Nevertheless, the study has certain limitations that warrant consideration. Incomplete data, particularly regarding ANC visits, prior obstetric history, and some contextual factors, may have introduced bias. The generalizability of findings is also potentially limited, as results may not fully apply to regions with substantially different healthcare systems or demographic profiles. Additionally, while predictive modeling effectively identifies associations and interactions between risk factors, causal inferences cannot be definitively established. Variations in clinical documentation and reporting of obstetric complications may also have influenced prevalence estimates, potentially affecting the accuracy of outcome measurement. Because our dataset is drawn from a single region in southern Ethiopia, the generalizability of our findings may be constrained, underscoring the need for future validation using multi-center or national datasets that encompass more diverse populations and health-system contexts.

Hyperparameter tuning was a critical step to balance predictive performance and generalizability. While grid search efficiently identified near-optimal values, exploring automated optimization methods such as Bayesian optimization could further improve model performance and reduce computational cost. This represents a potential area for future research, particularly for scaling predictive models in low-resource clinical settings.

Practical and policy implications

The practical implications of these findings are substantial. Clinically, integrating XGBoost-based risk prediction into routine antenatal care workflows can enable the early identification of high-risk women, allowing timely referral and management to prevent adverse outcomes. Community-level interventions, including educational programs promoting ANC attendance, recognition of warning signs, and facility-based deliveries, are crucial, particularly for adolescent and anemic women who are at heightened risk. Moreover, predictive models can support efficient allocation of limited healthcare resources by prioritizing women at the most significant risk, ensuring that interventions are both targeted and effective.

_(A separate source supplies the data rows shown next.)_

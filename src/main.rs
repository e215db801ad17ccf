//! wirestat - reference host for the metrics facade.
//!
//! Loads a TOML config, builds a facade, serves `/metrics` and optionally
//! runs an instrumented TCP echo listener until Ctrl-C.

mod echo;

use std::sync::Arc;
use tracing::{error, info};
use tracing_subscriber::EnvFilter;
use wirestat::{Config, MetricsFacade, RegistryDirectory};

use crate::echo::EchoServer;

#[tokio::main]
async fn main() -> anyhow::Result<()> {
    // Initialize tracing
    let filter = EnvFilter::try_from_default_env().unwrap_or_else(|_| EnvFilter::new("info"));
    if std::env::var("WIRESTAT_LOG_JSON").is_ok() {
        tracing_subscriber::fmt()
            .json()
            .with_env_filter(filter)
            .with_target(true)
            .init();
    } else {
        tracing_subscriber::fmt()
            .with_env_filter(filter)
            .with_target(true)
            .init();
    }

    // Load configuration
    let config_path = std::env::args()
        .nth(1)
        .unwrap_or_else(|| "wirestat.toml".to_string());

    let config = Config::load(&config_path).map_err(|e| {
        error!(path = %config_path, error = %e, "Failed to load config");
        e
    })?;

    if !config.metrics.enabled {
        info!("Metrics disabled");
        return Ok(());
    }

    let directory = Arc::new(RegistryDirectory::new());
    let facade = Arc::new(MetricsFacade::with_directory(config.metrics.clone(), directory)?);

    if let Some(exporter) = &config.exporter {
        let registry = Arc::clone(facade.registry());
        let addr = exporter.listen;
        tokio::spawn(async move {
            wirestat::http::serve(registry, addr).await;
        });
        info!(%addr, "Prometheus HTTP server started");
    }

    if let Some(echo) = &config.echo {
        let server = EchoServer::bind(echo, &facade).await?;
        tokio::spawn(server.run());
        info!(address = %echo.listen, "Echo listener started");
    }

    tokio::signal::ctrl_c().await?;
    info!("Shutting down");
    facade.close();

    Ok(())
}
//! Configuration validation.
//!
//! Validates configuration at startup to catch common errors early.

use super::matching::UriFilter;
use super::metrics::MetricsConfig;
use thiserror::Error;

/// Validation errors for configuration.
#[derive(Debug, Clone, PartialEq, Eq, Error)]
pub enum ValidationError {
    #[error("base_names.{key} is not a valid metric name: '{value}'")]
    InvalidBaseName { key: &'static str, value: String },
    #[error("namespace is not a valid metric name: '{0}'")]
    InvalidNamespace(String),
    #[error("static label name is not valid: '{0}'")]
    InvalidLabelName(String),
    #[error("static label name is reserved: '{0}'")]
    ReservedLabelName(String),
    #[error("static label name collides with a surface label: '{0}'")]
    ConflictingLabelName(String),
    #[error("invalid match pattern '{pattern}': {reason}")]
    InvalidPattern { pattern: String, reason: String },
}

/// Label keys declared by surfaces. A static label of the same name would
/// be exported twice on every sample.
pub const SURFACE_LABEL_KEYS: &[&str] = &[
    "local", "remote", "client", "method", "uri", "code", "name", "address", "origin", "status", "failure",
    "direction", "pool_type", "pool_name", "outcome",
];

/// Check a Prometheus metric name: `[a-zA-Z_:][a-zA-Z0-9_:]*`.
pub fn is_valid_metric_name(name: &str) -> bool {
    let mut chars = name.chars();
    match chars.next() {
        Some(c) if c.is_ascii_alphabetic() || c == '_' || c == ':' => {}
        _ => return false,
    }
    chars.all(|c| c.is_ascii_alphanumeric() || c == '_' || c == ':')
}

/// Check a Prometheus label name: `[a-zA-Z_][a-zA-Z0-9_]*`.
pub fn is_valid_label_name(name: &str) -> bool {
    let mut chars = name.chars();
    match chars.next() {
        Some(c) if c.is_ascii_alphabetic() || c == '_' => {}
        _ => return false,
    }
    chars.all(|c| c.is_ascii_alphanumeric() || c == '_')
}

/// Validate a metrics configuration, returning all errors found.
pub fn validate(config: &MetricsConfig) -> Result<(), Vec<ValidationError>> {
    let mut errors = Vec::new();

    for (key, value) in config.base_names.iter() {
        if !is_valid_metric_name(value) {
            errors.push(ValidationError::InvalidBaseName {
                key,
                value: value.to_string(),
            });
        }
    }

    if let Some(ns) = config.namespace.as_ref().filter(|ns| !is_valid_metric_name(ns)) {
        errors.push(ValidationError::InvalidNamespace(ns.clone()));
    }

    for name in config.labels.keys() {
        if name.starts_with("__") {
            errors.push(ValidationError::ReservedLabelName(name.clone()));
        } else if !is_valid_label_name(name) {
            errors.push(ValidationError::InvalidLabelName(name.clone()));
        } else if SURFACE_LABEL_KEYS.contains(&name.as_str()) {
            errors.push(ValidationError::ConflictingLabelName(name.clone()));
        }
    }

    for list in [
        &config.monitored_http_server_uris,
        &config.monitored_http_client_uris,
        &config.monitored_event_bus_handlers,
    ] {
        if let Err(e) = UriFilter::new(list) {
            errors.push(e);
        }
    }

    if errors.is_empty() { Ok(()) } else { Err(errors) }
}

#[cfg(test)]
mod tests {
    use super::*;
    use crate::config::Match;

    #[test]
    fn test_default_config_is_valid() {
        assert!(validate(&MetricsConfig::default()).is_ok());
    }

    #[test]
    fn test_name_rules() {
        assert!(is_valid_metric_name("http_servers"));
        assert!(is_valid_metric_name("ns:sub"));
        assert!(!is_valid_metric_name("9lives"));
        assert!(!is_valid_metric_name("queue-size"));
        assert!(!is_valid_metric_name(""));

        assert!(is_valid_label_name("pool_type"));
        assert!(!is_valid_label_name("pool:type"));
    }

    #[test]
    fn test_collects_all_errors() {
        let mut config = MetricsConfig::default();
        config.base_names.pools = "worker-pools".to_string();
        config.namespace = Some("1app".to_string());
        config.labels.insert("__name__".to_string(), "x".to_string());
        config.monitored_event_bus_handlers.push(Match::regex("[a-"));

        let errors = validate(&config).unwrap_err();
        assert_eq!(errors.len(), 4);
        assert!(errors.contains(&ValidationError::InvalidBaseName {
            key: "pools",
            value: "worker-pools".to_string(),
        }));
    }

    #[test]
    fn test_static_label_colliding_with_surface_key() {
        let mut config = MetricsConfig::default();
        config.labels.insert("local".to_string(), "x".to_string());
        config.labels.insert("region".to_string(), "eu".to_string());

        let errors = validate(&config).unwrap_err();
        assert_eq!(errors, vec![ValidationError::ConflictingLabelName("local".to_string())]);
    }
}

From a policy perspective, the study highlights the need for continued investment in healthcare infrastructure, particularly in rural areas. Strengthening health facilities and improving transport networks can mitigate geographic disparities in maternal outcomes. Incorporating machine learning-based risk assessments into national maternal health policies may facilitate early identification of complications and more proactive management strategies. Finally, community-based health education campaigns and the engagement of local health workers are essential to improve maternal health literacy, promote timely care-seeking behavior, and support the overall goal of reducing maternal morbidity and mortality.

Data diversity and future research directions

Future studies should aim to enhance data diversity by incorporating additional variables such as environmental exposures, healthcare utilization indices, and socio-economic markers to improve model comprehensiveness. Collaborations across multiple regions or national datasets would create more representative cohorts, allowing for external validation and strengthening generalizability. Expanding both feature sets and geographical coverage will enhance the predictive power and clinical relevance of machine learning models in maternal healthcare.